Worldwide, the predominant virus is HIV-1, and generally when people refer to HIV without specifying the type of virus they will be referring to HIV-1. The relatively uncommon HIV-2 type is concentrated in West Africa and is rarely found elsewhere.

HIV GROUPS

  there are three groups of HIV based on their genetic materials

 
bullet HIV-O      the "outlier" group
bullet HIV-N      the "new" group 
bullet HIV-M      the "major" group
 

These three groups of HIV strains may represent three separate sources of monkey immunodeficiency virus into humans.

Group O    appears to be restricted to west-central Africa and
Group N
    discovered in 1998 in Cameroon and is extremely rare.
Group M   the most common of the three

 

             More than 90% of HIV-1 infections belong to HIV-1 Group M

HIV SUBTYPES

Within group M there are known to be at least nine genetically distinct subtypes (or clades) of HIV-1. These are subtypes A, B, C, D, F, G, H, J and K.

  HIV types, groups and subtypes  

Occasionally, two viruses of different subtypes can meet in the cell of an infected person and mix together their genetic material to create a new hybrid virus (a process similar to sexual reproduction, and sometimes called "viral sex").

Many of these new strains do not survive for long, but those that infect more than one person are known as "circulating recombinant forms" or CRFs.  For example, the CRF A/B is a mixture of subtypes A and B.

The classification of HIV strains into subtypes and CRFs is a complex issue and the definitions are subject to change as new discoveries are made.

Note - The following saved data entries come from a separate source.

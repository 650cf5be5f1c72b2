//! Treatment (tratamiento) database operations.

use rusqlite::{params, OptionalExtension};

use super::{Database, DbError, DbResult};
use crate::models::{NewTreatment, Treatment};

fn treatment_from_row(row: &rusqlite::Row<'_>) -> rusqlite::Result<Treatment> {
    Ok(Treatment {
        id_tratamiento: row.get(0)?,
        id_paciente: row.get(1)?,
        diagnostico: row.get(2)?,
        medicamento: row.get(3)?,
        dosis: row.get(4)?,
        fecha_inicio: row.get(5)?,
        fecha_fin: row.get(6)?,
        notas: row.get(7)?,
    })
}

impl Database {
    /// Insert a treatment for a patient. Parent-existence check and insert
    /// run as one statement.
    pub fn insert_treatment(&self, patient_id: i64, payload: &NewTreatment) -> DbResult<Treatment> {
        let rows_affected = self.conn.execute(
            r#"
            INSERT INTO tratamientos (
                id_paciente, diagnostico, medicamento, dosis,
                fecha_inicio, fecha_fin, notas
            )
            SELECT ?1, ?2, ?3, ?4, ?5, ?6, ?7
            WHERE EXISTS (SELECT 1 FROM pacientes WHERE id_paciente = ?1)
            "#,
            params![
                patient_id,
                payload.diagnostico,
                payload.medicamento,
                payload.dosis,
                payload.fecha_inicio,
                payload.fecha_fin,
                payload.notas,
            ],
        )?;

        if rows_affected == 0 {
            return Err(DbError::NotFound(format!("patient {patient_id}")));
        }

        Ok(Treatment {
            id_tratamiento: self.conn.last_insert_rowid(),
            id_paciente: patient_id,
            diagnostico: payload.diagnostico.clone(),
            medicamento: payload.medicamento.clone(),
            dosis: payload.dosis.clone(),
            fecha_inicio: payload.fecha_inicio.clone(),
            fecha_fin: payload.fecha_fin.clone(),
            notas: payload.notas.clone(),
        })
    }

    /// Update an existing treatment. Returns the stored record, or None when
    /// the id does not resolve.
    pub fn update_treatment(&self, id: i64, payload: &NewTreatment) -> DbResult<Option<Treatment>> {
        let rows_affected = self.conn.execute(
            r#"
            UPDATE tratamientos SET
                diagnostico = ?2,
                medicamento = ?3,
                dosis = ?4,
                fecha_inicio = ?5,
                fecha_fin = ?6,
                notas = ?7
            WHERE id_tratamiento = ?1
            "#,
            params![
                id,
                payload.diagnostico,
                payload.medicamento,
                payload.dosis,
                payload.fecha_inicio,
                payload.fecha_fin,
                payload.notas,
            ],
        )?;

        if rows_affected == 0 {
            return Ok(None);
        }
        self.get_treatment(id)
    }

    /// Get a treatment by id.
    pub fn get_treatment(&self, id: i64) -> DbResult<Option<Treatment>> {
        self.conn
            .query_row(
                r#"
                SELECT id_tratamiento, id_paciente, diagnostico, medicamento,
                       dosis, fecha_inicio, fecha_fin, notas
                FROM tratamientos
                WHERE id_tratamiento = ?
                "#,
                [id],
                treatment_from_row,
            )
            .optional()
            .map_err(Into::into)
    }

    /// All treatments of one patient, in insertion order.
    pub fn treatments_for_patient(&self, patient_id: i64) -> DbResult<Vec<Treatment>> {
        let mut stmt = self.conn.prepare(
            r#"
            SELECT id_tratamiento, id_paciente, diagnostico, medicamento,
                   dosis, fecha_inicio, fecha_fin, notas
            FROM tratamientos
            WHERE id_paciente = ?
            ORDER BY id_tratamiento ASC
            "#,
        )?;

        let rows = stmt.query_map([patient_id], treatment_from_row)?;
        rows.collect::<Result<Vec<_>, _>>().map_err(Into::into)
    }

    /// Treatments whose diagnosis contains the query, case-insensitively.
    pub fn treatments_by_diagnosis(&self, query: &str) -> DbResult<Vec<Treatment>> {
        let pattern = format!("%{query}%");
        let mut stmt = self.conn.prepare(
            r#"
            SELECT id_tratamiento, id_paciente, diagnostico, medicamento,
                   dosis, fecha_inicio, fecha_fin, notas
            FROM tratamientos
            WHERE LOWER(diagnostico) LIKE LOWER(?1)
            ORDER BY id_tratamiento ASC
            "#,
        )?;

        let rows = stmt.query_map(params![pattern], treatment_from_row)?;
        rows.collect::<Result<Vec<_>, _>>().map_err(Into::into)
    }

    /// Delete a treatment.
    pub fn delete_treatment(&self, id: i64) -> DbResult<bool> {
        let rows_affected = self
            .conn
            .execute("DELETE FROM tratamientos WHERE id_tratamiento = ?", [id])?;
        Ok(rows_affected > 0)
    }
}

The HIV-1 subtypes and CRFs are very unevenly distributed throughout the world, with the most widespread being subtypes B and C.

Subtype C is largely predominant in southern and eastern Africa, India and Nepal. It has caused the world's worst HIV epidemics and is responsible for around half of all infections.

Historically, subtype B has been the most common subtype/CRF in Europe, the Americas, Japan and Australia. Although this remains the case, other subtypes are becoming more frequent and now account for at least 25% of new infections in Europe.

Subtype A and CRF A/G predominate in west and central Africa, with subtype A possibly also causing much of the Russian epidemic.
Subtype D is generally limited to east and central Africa; A/E is prevalent in south-east Asia, but originated in central Africa; F has been found in central Africa, south America and eastern Europe; G and A/G have been observed in western and eastern Africa and central Europe.
Subtype H has only been found in central Africa; J only in central America; and K only in the Democratic Republic of Congo and Cameroon.

It is almost certain that new HIV genetic subtypes and CRFs will be discovered in the future, and indeed that new ones will develop as virus recombination and mutation continue to occur. The current subtypes and CRFs will also continue to spread to new areas as the global epidemic continues.

Initial tests for HIV are usually conducted using the EIA (or ELISA) antibody test or a rapid antibody test.

Most modern rapid HIV-1 tests are capable of detecting all the major subtypes of group M.
EIA tests which can detect either one or both types of HIV have been available for a number of years. According to the US Centers for Disease Control and Prevention, current HIV-1 EIAs "can accurately identify infections with nearly all non-B subtypes and many infections with group O HIV subtypes.